Des effets de réduction du déficit compensés par les intérêts de la dette

Dans son avis, Bruxelles observe qu’en 2025 « le ratio des recettes ne devrait augmenter que marginalement, le ratio des dépenses devrait augmenter de 0,5 point de pourcentage, principalement en raison du rebond de la croissance ». Dans son calcul, la Commission intègre certaines des mesures d’économies annoncées par le gouvernement et « suffisamment détaillées » ainsi que le « retrait de la plupart des mesures liées à l’énergie ».

Néanmoins, « ces effets de réduction du déficit devraient être en partie compensés par la forte augmentation prévue des paiements d’intérêts sur la dette publique, qui devraient atteindre environ 2 % du PIB », estime l’institution européenne. Selon les calculs de Bercy, cette charge devrait atteindre au moins 54 milliards d’euros en 2025.

De son côté, le ministère de l’Économie se défend. « On ne partage pas du tout cette analyse, la Commission européenne ne prend pas en compte les économies qu’on fera au PLF (projet de loi de finances) 2025 », fait savoir le ministère qui explique par ailleurs ne pas vouloir donner de chiffres concernant ces efforts budgétaires : « ça dépendra de la croissance ».

Risque d’un effet récessif

Concernant la croissance, justement, la Commission se montre, cette fois encore, légèrement plus pessimiste que le gouvernement en tablant sur une croissance de 0,7 % en 2024, puis à 1,3 % en 2025. De son côté, le ministère de l’Économie mise sur une croissance à 1 % en 2024 – contre l’avis du consensus des économistes, plus proche de celui de Bruxelles – et à 1,4 % en 2025.

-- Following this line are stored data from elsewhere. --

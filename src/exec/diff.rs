// src/exec/diff.rs

//! Diff source: the list of changed files, from a shell command.

use tracing::{debug, info};

use crate::errors::{MonodiffError, Result};
use crate::exec::backend::{CommandRunner, shell_command};

/// Run the configured diff command and return the changed paths.
///
/// No output is a valid result (nothing changed). Failing to spawn the shell
/// or a non-zero exit is [`MonodiffError::DiffFailed`]; whatever the command
/// printed before failing is discarded.
pub async fn changed_files(runner: &dyn CommandRunner, command: &str) -> Result<Vec<String>> {
    let (program, args) = shell_command(command);
    info!(%command, "running diff command");

    let output = runner
        .run(&program, &args)
        .await
        .map_err(|e| MonodiffError::DiffFailed {
            command: command.to_string(),
            reason: e.to_string(),
        })?;

    if !output.is_success() {
        let code = output
            .code
            .map_or_else(|| "signal".to_string(), |c| c.to_string());
        return Err(MonodiffError::DiffFailed {
            command: command.to_string(),
            reason: format!("exit status {code}: {}", output.stderr.trim()),
        });
    }

    let files = parse_diff_output(&output.stdout);
    debug!(count = files.len(), ?files, "changed files");
    Ok(files)
}

/// One path per line; surrounding whitespace trimmed, blank lines dropped.
pub fn parse_diff_output(stdout: &str) -> Vec<String> {
    stdout
        .lines()
        .map(str::trim)
        .filter(|line| !line.is_empty())
        .map(str::to_string)
        .collect()
}
//! The active database filter: an immutable, ordered key list.
//!
//! A session with no filter addresses the whole table by absolute row
//! number and carries no `SelectionSet` at all. An *empty* selection is a
//! real state (filter active, nothing matched) and is terminal: no record
//! is addressable until a new selection is built. Any change in filter
//! criteria produces a new value; nothing mutates a selection in place,
//! which is what lets the reconciliation engine diff old against new.

use std::sync::Arc;

use tracing::warn;

use crate::key;
use crate::types::IncidKey;

/// Immutable ordered key list representing the active filter.
#[derive(Clone, Debug)]
pub struct SelectionSet {
    keys: Arc<[IncidKey]>,
}

/// Result of building a selection from untrusted key text: the selection
/// plus the number of malformed keys that were skipped.
#[derive(Debug)]
pub struct SelectionBuild {
    /// The selection over the keys that parsed.
    pub selection: SelectionSet,
    /// Keys dropped because the codec rejected them. Surfaced, not hidden:
    /// callers log or display this as a partial failure.
    pub skipped: usize,
}

impl SelectionSet {
    /// Builds a selection from already-validated keys, sorting them into
    /// codec order and dropping duplicates.
    pub fn from_keys(mut keys: Vec<IncidKey>) -> Self {
        keys.sort_by_key(|k| key::to_ordinal(k).unwrap_or(u64::MAX));
        keys.dedup();
        Self { keys: keys.into() }
    }

    /// Builds a selection from raw key text (an attribute-query result),
    /// skipping and counting keys the codec rejects. A single bad key in a
    /// bulk list is tolerated; it never aborts the build.
    pub fn from_raw_keys<'a>(raw: impl IntoIterator<Item = &'a str>) -> SelectionBuild {
        let mut keys = Vec::new();
        let mut skipped = 0usize;
        for text in raw {
            let candidate = IncidKey::from(text);
            match key::to_ordinal(&candidate) {
                Ok(_) => keys.push(candidate),
                Err(err) => {
                    warn!(key = text, error = %err, "selection.build.skipped_key");
                    skipped += 1;
                }
            }
        }
        if skipped > 0 {
            warn!(skipped, kept = keys.len(), "selection.build.partial");
        }
        SelectionBuild {
            selection: Self::from_keys(keys),
            skipped,
        }
    }

    /// Number of keys in the selection.
    pub fn len(&self) -> usize {
        self.keys.len()
    }

    /// Whether the filter matched nothing.
    pub fn is_empty(&self) -> bool {
        self.keys.is_empty()
    }

    /// The key at a zero-based position, in codec order.
    pub fn get(&self, index: usize) -> Option<&IncidKey> {
        self.keys.get(index)
    }

    /// All keys in codec order.
    pub fn keys(&self) -> &[IncidKey] {
        &self.keys
    }
}

impl PartialEq for SelectionSet {
    fn eq(&self, other: &Self) -> bool {
        self.keys == other.keys
    }
}

impl Eq for SelectionSet {}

L’institution européenne met aussi en lumière la probable remontée du chômage, passant de 7,1 % au premier trimestre 2023 à 7,7 % en 2024 puis 7,8 % en 2025. Loin, donc, de l’objectif de plein-emploi – moins de 5 % de chômage – poursuivi par Emmanuel Macron. « La croissance de l’emploi ralentirait en 2024 et 2025 […], avec la diminution de l’effet des contrats d’apprentissage sur la croissance de l’emploi, le retour des heures travaillées à leurs niveaux de 2019 et de la productivité du travail », justifie la Commission.

L’institution européenne se montre aussi plus frileuse sur la trajectoire de réduction de la dette publique. Bercy affiche l’objectif, pourtant pas très ambitieux, de parvenir à 112,3 % du PIB en 2024, puis à 113,1 % en 2025. La Commission table sur 112,4 % en 2024 et 113,8 % en 2025 en raison des « déficits primaires élevés et (de) la hausse des taux d’intérêt ».

Enfin, Bruxelles s’inquiète que « les mesures de réduction du déficit annoncées par le gouvernement […] devraient peser sur la croissance ». Cette réserve avait déjà été formulée par le Haut Conseil des Finances publiques, un organisme indépendant rattaché à la Cour des comptes. « La mise en œuvre de l’ajustement structurel prévu pèsera nécessairement, au moins à court terme, sur l’activité économique, si bien que les prévisions de croissance élevées du gouvernement […] apparaissent peu cohérentes avec l’ampleur de cet ajustement », avait écrit le Haut Conseil dans un avis publié le 17 avril.

Bercy, encore une fois, se défend de toute erreur de calcul. « Sur l’effet récessif, on ne partage pas du tout cette analyse. On pense qu’en 2025 et 2026, il va y avoir un fort rebond en France, une forte dynamique de croissance. Notre stratégie est claire : on veut bien dépenser, il y aura des dépenses d’investissement qui vont rester », justifie le ministère. Reste à savoir si cette stratégie convaincra l’agence de notation Standard & Poors, qui doit rendre son verdict sur la capacité de la France à faire face à sa dette, le 31 mai.